I improved on this solution by changing to a more space-efficient 1D vector, which did pass all test cases:

#include <iostream>
#include <vector>

constexpr long MOD = 1e9 + 7;

int main() {
    long n, targetSum;
    std::cin >> n >> targetSum;

    std::vector<long> coins;
    for (long i = 0; i < n; ++i) {
        long tmp;
        std::cin >> tmp;
        coins.push_back(tmp);
    }

    std::vector<long> tab(targetSum + 1, 0);
    tab[0] = 1;

    for (const auto coin : coins) {
        for (long offset = 0; offset < coin; ++offset) {
            long acc = 0;
            for (long i = offset; i <= targetSum; i += coin) {
                acc = (acc + tab[i]) % MOD;
                tab[i] = acc;
            }
        }
    }

    std::cout << tab[targetSum] << std::endl;
    return 0;
}

TODO: Were the RUNTIME ERRORs to do with the way I implemented the 2D table as 2D vectors?

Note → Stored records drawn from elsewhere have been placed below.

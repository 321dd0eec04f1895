// Copyright ⓒ 2024-2025 Peter Morgan <peter.james.morgan@gmail.com>
//
// Licensed under the Apache License, Version 2.0 (the "License");
// you may not use this file except in compliance with the License.
// You may obtain a copy of the License at
//
// http://www.apache.org/licenses/LICENSE-2.0
//
// Unless required by applicable law or agreed to in writing, software
// distributed under the License is distributed on an "AS IS" BASIS,
// WITHOUT WARRANTIES OR CONDITIONS OF ANY KIND, either express or implied.
// See the License for the specific language governing permissions and
// limitations under the License.
//
//! Strata Storage
//!
//! A [`Store`] owns partition groups. A partition group is a single
//! append-only segmented log shared by a fixed set of partitions, with one
//! index per partition mapping logical message indices to physical
//! positions in the log.
//!
//! Writes go through one writer task per group, so appends are totally
//! ordered and indices are assigned without gaps. Reads run concurrently
//! with writes and never take the append path.
//!
//! ```
//! # use strata_storage::{Error, QosLevel, Store, WriteRequest};
//! # #[tokio::main]
//! # async fn main() -> Result<(), Error> {
//! # let dir = tempfile::tempdir()?;
//! let store = Store::builder().path(dir.path()).build()?;
//!
//! store.create_partition_group("orders", 0, &[0, 1], None)?;
//! store.start()?;
//!
//! let orders = store.get_store("orders", 0, QosLevel::Receive)?;
//!
//! let written = orders
//!     .write(vec![WriteRequest::new(1, "hello"), WriteRequest::new(1, "world")])
//!     .await;
//! assert_eq!(vec![0], written[0].indices());
//! assert_eq!(vec![1], written[1].indices());
//!
//! let read = orders.read(1, 0, 10, 1024);
//! assert!(read.eop());
//! assert_eq!(2, read.messages().len());
//!
//! store.close().await?;
//! # Ok(())
//! # }
//! ```

use opentelemetry::{
    InstrumentationScope, global,
    metrics::{Counter, Meter},
};
use opentelemetry_semantic_conventions::SCHEMA_URL;
use regex::Regex;
use serde::{Deserialize, Serialize};
use std::{
    array::TryFromSliceError,
    convert::Infallible,
    ffi::OsString,
    fmt::{self, Debug, Display, Formatter},
    fs::DirEntry,
    io,
    num::{ParseIntError, TryFromIntError},
    path::PathBuf,
    process::{ExitCode, Termination},
    result,
    str::FromStr,
    sync::{Arc, LazyLock, PoisonError},
    time::{SystemTime, SystemTimeError},
};

pub mod batch;
pub mod config;
pub mod index;
pub mod position;
pub mod record;
pub mod retention;
pub mod segment;
pub mod telemetry;

mod group;
mod pipeline;
mod read;
mod replicate;
mod store;

pub use config::{GroupConfig, StoreConfig};
pub use group::{GroupState, PartitionGroupStore, QosLevel};
pub use pipeline::{WriteFuture, WriteRequest, WriteResult};
pub use position::Position;
pub use read::ReadResult;
pub use replicate::ReplicableStore;
pub use retention::{Purged, RetentionPolicy, SizeRetention, TimeRetention};
pub use store::{Builder, Store};
pub use telemetry::{Observer, Telemetry};

/// Partition identifier within a group.
pub type PartitionId = u16;

/// Storage Errors
#[derive(Clone, Debug, thiserror::Error)]
pub enum Error {
    CapacityExceeded {
        requested: usize,
        capacity: usize,
    },

    Degraded(GroupId),

    Integrity {
        position: Position,
        reason: String,
    },

    InvalidConfig(String),
    Io(Arc<io::Error>),

    MalformedBatch {
        count: u16,
        reason: &'static str,
    },

    MalformedRecord {
        position: Position,
        reason: &'static str,
    },

    Message(String),

    MessageTooLarge {
        length: usize,
        max_message_length: u32,
    },

    NotRunning(GroupId),
    OneshotRecv,

    OrderingViolation {
        partition: PartitionId,
        index: u64,
        right_index: u64,
    },

    OsString(OsString),

    OutOfBounds {
        position: Position,
        start: Position,
        end: Position,
    },

    ParseInt(#[from] ParseIntError),
    PartitionGroupExists(GroupId),
    Poison,

    PositionOverflow {
        partition: PartitionId,
        index: u64,
        left_index: u64,
        right_index: u64,
    },

    Regex(#[from] regex::Error),
    ReplicationDisabled(GroupId),
    SerdeJson(Arc<serde_json::Error>),
    SystemTime(#[from] SystemTimeError),
    TryFromInt(#[from] TryFromIntError),
    TryFromSlice(#[from] TryFromSliceError),
    UnableToSend,
    UnknownPartition(PartitionId),
    UnknownPartitionGroup(GroupId),
}

impl Error {
    /// Whether this error leaves the group unable to continue safely.
    pub fn is_fatal(&self) -> bool {
        matches!(
            self,
            Self::Degraded(_)
                | Self::Integrity { .. }
                | Self::Io(_)
                | Self::MalformedRecord { .. }
                | Self::OrderingViolation { .. }
                | Self::OutOfBounds { .. }
                | Self::Poison
        )
    }
}

impl Display for Error {
    fn fmt(&self, f: &mut Formatter<'_>) -> fmt::Result {
        write!(f, "{self:?}")
    }
}

impl<T> From<PoisonError<T>> for Error {
    fn from(_value: PoisonError<T>) -> Self {
        Self::Poison
    }
}

impl From<io::Error> for Error {
    fn from(value: io::Error) -> Self {
        Self::Io(Arc::new(value))
    }
}

impl From<serde_json::Error> for Error {
    fn from(value: serde_json::Error) -> Self {
        Self::SerdeJson(Arc::new(value))
    }
}

impl From<Infallible> for Error {
    fn from(value: Infallible) -> Self {
        match value {}
    }
}

pub type Result<T, E = Error> = result::Result<T, E>;

/// Completion code carried by [`WriteResult`] and [`ReadResult`].
#[derive(
    Clone, Copy, Debug, Default, Deserialize, Eq, Hash, Ord, PartialEq, PartialOrd, Serialize,
)]
pub enum ErrorCode {
    #[default]
    None,
    PositionOverflow,
    CapacityExceeded,
    MessageTooLarge,
    MalformedBatch,
    UnknownPartition,
    NotRunning,
    StorageError,
}

impl ErrorCode {
    pub fn is_ok(&self) -> bool {
        matches!(self, Self::None)
    }
}

impl Display for ErrorCode {
    fn fmt(&self, f: &mut Formatter<'_>) -> fmt::Result {
        write!(f, "{self:?}")
    }
}

impl Termination for ErrorCode {
    fn report(self) -> ExitCode {
        if let Self::None = self {
            ExitCode::SUCCESS
        } else {
            ExitCode::FAILURE
        }
    }
}

impl From<&Error> for ErrorCode {
    fn from(value: &Error) -> Self {
        match value {
            Error::PositionOverflow { .. } => Self::PositionOverflow,
            Error::CapacityExceeded { .. } => Self::CapacityExceeded,
            Error::MessageTooLarge { .. } => Self::MessageTooLarge,
            Error::MalformedBatch { .. } => Self::MalformedBatch,
            Error::UnknownPartition(_) => Self::UnknownPartition,
            Error::NotRunning(_) | Error::UnableToSend | Error::OneshotRecv => Self::NotRunning,
            _ => Self::StorageError,
        }
    }
}

impl From<Error> for ErrorCode {
    fn from(value: Error) -> Self {
        Self::from(&value)
    }
}

/// Partition Group Identifier
///
/// A topic and group number pair, stored on disk as `{topic}-{group:0>10}`.
#[derive(Clone, Debug, Default, Deserialize, Eq, Hash, Ord, PartialEq, PartialOrd, Serialize)]
pub struct GroupId {
    topic: String,
    group: u32,
}

impl GroupId {
    pub fn new(topic: impl Into<String>, group: u32) -> Self {
        let topic = topic.into();
        Self { topic, group }
    }

    pub fn topic(&self) -> &str {
        &self.topic
    }

    pub fn group(&self) -> u32 {
        self.group
    }
}

impl Display for GroupId {
    fn fmt(&self, f: &mut Formatter<'_>) -> fmt::Result {
        write!(f, "{}/{}", self.topic, self.group)
    }
}

impl TryFrom<&DirEntry> for GroupId {
    type Error = Error;

    fn try_from(value: &DirEntry) -> result::Result<Self, Self::Error> {
        value
            .file_name()
            .into_string()
            .map_err(Error::OsString)
            .and_then(|ref file_name| Self::from_str(file_name))
    }
}

impl FromStr for GroupId {
    type Err = Error;

    fn from_str(s: &str) -> result::Result<Self, Self::Err> {
        Regex::new(r"^(?<topic>.+)-(?<group>\d{10})$")
            .map_err(Into::into)
            .and_then(|re| {
                re.captures(s)
                    .ok_or(Error::Message(format!("no captures for {s}")))
                    .and_then(|ref captures| {
                        let topic = captures
                            .name("topic")
                            .ok_or(Error::Message(format!("missing topic for {s}")))
                            .map(|s| s.as_str().to_owned())?;

                        let group = captures
                            .name("group")
                            .ok_or(Error::Message(format!("missing group for: {s}")))
                            .map(|s| s.as_str())
                            .and_then(|s| str::parse(s).map_err(Into::into))?;

                        Ok(Self { topic, group })
                    })
            })
    }
}

impl From<&GroupId> for PathBuf {
    fn from(value: &GroupId) -> Self {
        let topic = value.topic.as_str();
        let group = value.group;
        PathBuf::from(format!("{topic}-{group:0>10}"))
    }
}

pub(crate) fn now_millis() -> Result<i64> {
    SystemTime::now()
        .duration_since(SystemTime::UNIX_EPOCH)
        .map_err(Into::into)
        .and_then(|since| i64::try_from(since.as_millis()).map_err(Into::into))
}

pub(crate) static METER: LazyLock<Meter> = LazyLock::new(|| {
    global::meter_with_scope(
        InstrumentationScope::builder(env!("CARGO_PKG_NAME"))
            .with_version(env!("CARGO_PKG_VERSION"))
            .with_schema_url(SCHEMA_URL)
            .build(),
    )
});

pub(crate) static STORE_REQUESTS: LazyLock<Counter<u64>> = LazyLock::new(|| {
    METER
        .u64_counter("strata_store_requests")
        .with_description("strata store management requests")
        .build()
});

#[cfg(test)]
mod tests {
    use super::*;
    use pretty_assertions::assert_eq;

    #[test]
    fn group_id_path_round_trip() -> Result<()> {
        let id = GroupId::new("orders-eu", 32123);

        let path = PathBuf::from(&id);
        assert_eq!(PathBuf::from("orders-eu-0000032123"), path);

        let parsed = path
            .to_str()
            .ok_or(Error::Message(format!("{path:?}")))
            .and_then(GroupId::from_str)?;
        assert_eq!(id, parsed);

        Ok(())
    }

    #[test]
    fn group_id_rejects_unpadded_group() {
        assert!(GroupId::from_str("orders-12").is_err());
    }

    #[test]
    fn error_codes() {
        assert_eq!(
            ErrorCode::PositionOverflow,
            ErrorCode::from(&Error::PositionOverflow {
                partition: 0,
                index: 12,
                left_index: 0,
                right_index: 6
            })
        );

        assert_eq!(
            ErrorCode::StorageError,
            ErrorCode::from(&Error::OrderingViolation {
                partition: 3,
                index: 5,
                right_index: 4
            })
        );

        assert!(
            Error::OrderingViolation {
                partition: 3,
                index: 5,
                right_index: 4
            }
            .is_fatal()
        );

        assert!(!Error::UnknownPartition(7).is_fatal());
    }
}
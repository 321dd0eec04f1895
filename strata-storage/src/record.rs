// Copyright ⓒ 2024-2025 Peter Morgan <peter.james.morgan@gmail.com>
//
// Licensed under the Apache License, Version 2.0 (the "License");
// you may not use this file except in compliance with the License.
// You may obtain a copy of the License at
//
// http://www.apache.org/licenses/LICENSE-2.0
//
// Unless required by applicable law or agreed to in writing, software
// distributed under the License is distributed on an "AS IS" BASIS,
// WITHOUT WARRANTIES OR CONDITIONS OF ANY KIND, either express or implied.
// See the License for the specific language governing permissions and
// limitations under the License.

//! Physical record framing.
//!
//! Every record in a segment starts with a fixed size, big-endian header:
//!
//! | offset | field     | type |
//! |--------|-----------|------|
//! | 0      | length    | u32  |
//! | 4      | crc       | u32  |
//! | 8      | magic     | u8   |
//! | 9      | flags     | u8   |
//! | 10     | partition | u16  |
//! | 12     | count     | u16  |
//! | 14     | reserved  | u16  |
//! | 16     | index     | u64  |
//! | 24     | timestamp | i64  |
//!
//! The length covers the whole record including the header. The crc is
//! CRC-32/ISCSI over every byte following the crc field.

use crate::{Error, PartitionId, Result, batch, position::Position};
use bytes::{Buf, BufMut, Bytes, BytesMut};
use crc::{CRC_32_ISCSI, Crc};

pub const HEADER_SIZE: usize = 32;
pub const MAGIC: u8 = 1;

const CRC_OFFSET: usize = 4;
const CHECKSUMMED: usize = CRC_OFFSET + size_of::<u32>();
const BATCH: u8 = 0b0000_0001;

static CRC: Crc<u32> = Crc::<u32>::new(&CRC_32_ISCSI);

/// Record header.
#[derive(Clone, Copy, Debug, Default, Eq, Hash, Ord, PartialEq, PartialOrd)]
pub struct Header {
    pub length: u32,
    pub crc: u32,
    pub flags: u8,
    pub partition: PartitionId,
    pub count: u16,
    pub index: u64,
    pub timestamp: i64,
}

impl Header {
    pub fn is_batch(&self) -> bool {
        self.flags & BATCH == BATCH
    }

    /// The logical index following the last message in this record.
    pub fn next_index(&self) -> u64 {
        self.index + u64::from(self.count)
    }

    /// Decode a header from the start of `encoded`, checking the framing
    /// fields only. The crc is verified by [`Record::decode`].
    pub fn decode(encoded: &[u8]) -> Result<Self, &'static str> {
        if encoded.len() < HEADER_SIZE {
            return Err("incomplete header");
        }

        let mut encoded = &encoded[..HEADER_SIZE];

        let length = encoded.get_u32();
        let crc = encoded.get_u32();
        let magic = encoded.get_u8();
        let flags = encoded.get_u8();
        let partition = encoded.get_u16();
        let count = encoded.get_u16();
        let _reserved = encoded.get_u16();
        let index = encoded.get_u64();
        let timestamp = encoded.get_i64();

        if magic != MAGIC {
            return Err("unknown magic");
        }

        if (length as usize) < HEADER_SIZE {
            return Err("length shorter than header");
        }

        if count == 0 {
            return Err("zero message count");
        }

        if flags & BATCH == 0 && count != 1 {
            return Err("single message record with count other than one");
        }

        Ok(Self {
            length,
            crc,
            flags,
            partition,
            count,
            index,
            timestamp,
        })
    }

    fn encode_into(&self, encoded: &mut BytesMut) {
        encoded.put_u32(self.length);
        encoded.put_u32(self.crc);
        encoded.put_u8(MAGIC);
        encoded.put_u8(self.flags);
        encoded.put_u16(self.partition);
        encoded.put_u16(self.count);
        encoded.put_u16(0);
        encoded.put_u64(self.index);
        encoded.put_i64(self.timestamp);
    }
}

/// A complete physical record: header and body.
#[derive(Clone, Debug, Default, Eq, Hash, PartialEq)]
pub struct Record {
    header: Header,
    body: Bytes,
}

impl Record {
    pub fn builder() -> Builder {
        Builder::default()
    }

    pub fn header(&self) -> &Header {
        &self.header
    }

    pub fn body(&self) -> &Bytes {
        &self.body
    }

    pub fn encoded_len(&self) -> usize {
        self.header.length as usize
    }

    /// The logical messages carried by this record.
    pub fn messages(&self) -> Result<Vec<Bytes>> {
        if self.header.is_batch() {
            batch::decode(&self.body, self.header.count)
        } else {
            Ok(vec![self.body.clone()])
        }
    }

    pub fn encode(&self) -> Bytes {
        let mut encoded = BytesMut::with_capacity(self.encoded_len());
        self.header.encode_into(&mut encoded);
        encoded.put_slice(&self.body);
        encoded.freeze()
    }

    /// Decode and verify a record occupying all of `encoded`, read from
    /// `position`.
    pub fn decode(position: Position, encoded: Bytes) -> Result<Self> {
        let header = Header::decode(&encoded)
            .map_err(|reason| Error::MalformedRecord { position, reason })?;

        if header.length as usize != encoded.len() {
            return Err(Error::MalformedRecord {
                position,
                reason: "length differs from stored extent",
            });
        }

        let crc = checksum(&encoded);
        if crc != header.crc {
            return Err(Error::Integrity {
                position,
                reason: format!("crc: {crc:#010x}, expected: {:#010x}", header.crc),
            });
        }

        let body = encoded.slice(HEADER_SIZE..);

        Ok(Self { header, body })
    }
}

/// Checksum of an encoded record, covering everything after the crc field.
pub fn checksum(encoded: &[u8]) -> u32 {
    CRC.checksum(&encoded[CHECKSUMMED.min(encoded.len())..])
}

/// Record builder.
#[derive(Clone, Debug, Default, Eq, PartialEq)]
pub struct Builder {
    partition: PartitionId,
    index: u64,
    timestamp: i64,
    count: u16,
    batch: bool,
    body: Bytes,
}

impl Builder {
    pub fn partition(self, partition: PartitionId) -> Self {
        Self { partition, ..self }
    }

    pub fn index(self, index: u64) -> Self {
        Self { index, ..self }
    }

    pub fn timestamp(self, timestamp: i64) -> Self {
        Self { timestamp, ..self }
    }

    /// A single message body.
    pub fn body(self, body: Bytes) -> Self {
        Self {
            body,
            count: 1,
            batch: false,
            ..self
        }
    }

    /// A batch body framing `count` messages, see [`crate::batch`].
    pub fn batch(self, body: Bytes, count: u16) -> Self {
        Self {
            body,
            count,
            batch: true,
            ..self
        }
    }

    pub fn build(self) -> Result<Record> {
        if self.batch {
            if self.count == 0 {
                return Err(Error::MalformedBatch {
                    count: 0,
                    reason: "empty batch",
                });
            }

            batch::validate(&self.body, self.count)?;
        }

        let length = u32::try_from(HEADER_SIZE + self.body.len())?;

        let mut header = Header {
            length,
            crc: 0,
            flags: if self.batch { BATCH } else { 0 },
            partition: self.partition,
            count: if self.batch { self.count } else { 1 },
            index: self.index,
            timestamp: self.timestamp,
        };

        let mut encoded = BytesMut::with_capacity(HEADER_SIZE);
        header.encode_into(&mut encoded);

        let mut digest = CRC.digest();
        digest.update(&encoded[CHECKSUMMED..]);
        digest.update(&self.body);
        header.crc = digest.finalize();

        Ok(Record {
            header,
            body: self.body,
        })
    }
}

Removing Digits [Spec] (2024-04-03)

The first subproblem that comes to mind finds the minimum number of steps for each number from $0$ to $n$ . It runs in $O(n \log_{10} n)$ since there are $O(n)$ entries in the 1D table, and at each entry, you check every decimal digit (which is $O(\log_{10} n)$ ). The subproblem written out:

n = \text{input number}

\begin{gather*} F_0 = 0 \\ F_n = \min_{d \in D\parens{n}}\parens{ F_{n - d} } + 1 \quad\text{for}\quad x > 0 \end{gather*}

\text{where } D\parens{n} = \text{all decimal digits of } n \text{ except } 0

For fun, I started with a Python top-down implementation, which TLE’s as expected, but also didn’t give any wrong answers:

#!/usr/bin/env python3 from sys import setrecursionlimit from functools import cache setrecursionlimit(int(2e6)) n = int(input()) @cache def dp(v): if v == 0: return 0 solution = n # arbitrary large number v2 = v while v2 > 0: digit = v2 % 10 if digit: solution = min(solution, dp(v - digit)) v2 //= 10 return 1 + solution print(dp(n))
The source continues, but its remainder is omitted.